A Brief Detour Into the History of Genre Snobbery
The dismissal of genre fiction, and romance in particular, has a long and unedifying history in literary culture. Romance is the best-selling fiction genre by a significant margin. It has been for decades. Its readers are disproportionately women. The correlation between those two facts and the genre's critical marginalization is not subtle. Romantasy inherits some of that dismissal and adds a layer for the fantasy elements. Serious literature is not supposed to have dragons and it is definitely not supposed to have dragons falling in love. The multi-million-copy sales figures suggest readers have assessed this critical framework and found it unpersuasive.

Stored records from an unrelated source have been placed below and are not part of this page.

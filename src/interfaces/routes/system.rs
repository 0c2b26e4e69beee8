use actix_web::web;

use crate::handlers::system::health_check;

pub fn config_routes(cfg: &mut web::ServiceConfig) {
    cfg.service(
        web::scope("/system")
            .service(health_check)
    );
}
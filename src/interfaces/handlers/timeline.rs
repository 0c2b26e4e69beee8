use actix_web::{get, HttpResponse, Responder};

use crate::entities::timeline::trip_timeline;

/// Trip header and timeline. Static data, no store involved.
#[get("")]
pub async fn timeline() -> impl Responder {
    HttpResponse::Ok().json(trip_timeline())
}
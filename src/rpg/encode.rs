// SPDX-License-Identifier: MIT OR Apache-2.0
// Project: rustpwgen
// File: encode.rs
// Author: Volker Schwaberow <volker@schwaberow.de>

//! Base64 encoding into a bounded output.
//!
//! The encoder writes standard base64 (`A-Z a-z 0-9 + /`, `=` padding) one
//! 3-byte group at a time and stops as soon as the output bound is reached.
//! `capacity` counts the terminator slot of the output buffer, so at most
//! `capacity - 1` characters are produced. Data characters and `=` padding
//! past the bound are dropped, never wrapped or reordered. Passwords derived
//! with earlier releases depend on this exact cut-off.

use base64::{engine::general_purpose::STANDARD, Engine as _};
use std::fmt;

const GROUP_BYTES: usize = 3;
const GROUP_CHARS: usize = 4;

#[derive(Debug, Clone, Copy, PartialEq, Eq)]
pub enum EncodeError {
	EmptyInput,
	ZeroCapacity,
	GroupOverflow,
}

impl fmt::Display for EncodeError {
	fn fmt(&self, f: &mut fmt::Formatter<'_>) -> fmt::Result {
		match self {
			EncodeError::EmptyInput => {
				write!(f, "nothing to encode")
			}
			EncodeError::ZeroCapacity => {
				write!(f, "output buffer has no room")
			}
			EncodeError::GroupOverflow => {
				write!(f, "encoded group exceeded four characters")
			}
		}
	}
}

impl std::error::Error for EncodeError {}

/// Number of characters the unbounded standard encoding of `len` bytes has.
pub fn natural_encoded_len(len: usize) -> usize {
	len.div_ceil(GROUP_BYTES) * GROUP_CHARS
}

pub fn encode_bounded(
	input: &[u8],
	capacity: usize,
) -> Result<String, EncodeError> {
	if input.is_empty() {
		return Err(EncodeError::EmptyInput);
	}
	if capacity == 0 {
		return Err(EncodeError::ZeroCapacity);
	}

	let limit = capacity - 1;
	let mut out = String::with_capacity(limit);
	let mut group = [0u8; GROUP_CHARS];
	for chunk in input.chunks(GROUP_BYTES) {
		if out.len() >= limit {
			break;
		}
		let written = STANDARD
			.encode_slice(chunk, &mut group)
			.map_err(|_| EncodeError::GroupOverflow)?;
		let room = limit - out.len();
		out.extend(
			group[..written].iter().take(room).map(|&b| char::from(b)),
		);
	}
	Ok(out)
}

#[cfg(test)]
mod tests {
	use super::*;

	#[test]
	fn generous_capacity_matches_standard_encoding() {
		for input in [&b"f"[..], b"fo", b"foo", b"foob", b"fooba", b"foobar"]
		{
			let expected = STANDARD.encode(input);
			let got = encode_bounded(input, expected.len() + 1).unwrap();
			assert_eq!(got, expected);
		}
	}

	#[test]
	fn stops_when_bound_is_reached() {
		assert_eq!(encode_bounded(b"foobar", 7).unwrap(), "Zm9vYm");
		assert_eq!(encode_bounded(b"foobar", 1).unwrap(), "");
	}

	#[test]
	fn padding_is_cut_by_the_bound() {
		// Unbounded: "Zm9vYg==".
		assert_eq!(encode_bounded(b"foob", 7).unwrap(), "Zm9vYg");
		assert_eq!(encode_bounded(b"foob", 8).unwrap(), "Zm9vYg=");
		assert_eq!(encode_bounded(b"foob", 9).unwrap(), "Zm9vYg==");
	}

	#[test]
	fn oversized_capacity_does_not_pad_further() {
		assert_eq!(encode_bounded(b"fo", 64).unwrap(), "Zm8=");
	}

	#[test]
	fn rejects_empty_input_and_zero_capacity() {
		assert_eq!(encode_bounded(b"", 13), Err(EncodeError::EmptyInput));
		assert_eq!(
			encode_bounded(b"abc", 0),
			Err(EncodeError::ZeroCapacity)
		);
	}

	#[test]
	fn natural_length_rounds_up_to_groups() {
		assert_eq!(natural_encoded_len(64), 88);
		assert_eq!(natural_encoded_len(128), 172);
		assert_eq!(natural_encoded_len(1), 4);
	}
}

What Readers Are Actually After
The research on why people read genre fiction, and romance in particular, points consistently toward emotional experience rather than information or novelty. Readers are not primarily seeking to learn about unfamiliar worlds. They are seeking to feel things in a structured context. The appeal of romantasy specifically involves the amplification of that emotional experience through fantasy stakes. When the fate of the world is also at risk, the love story carries more weight. The emotional highs are higher. The losses are sharper. The reunion means more. That amplification, it turns out, is exactly what a significant portion of the reading public wants. The genre is not succeeding despite its conventions. It is succeeding because of them.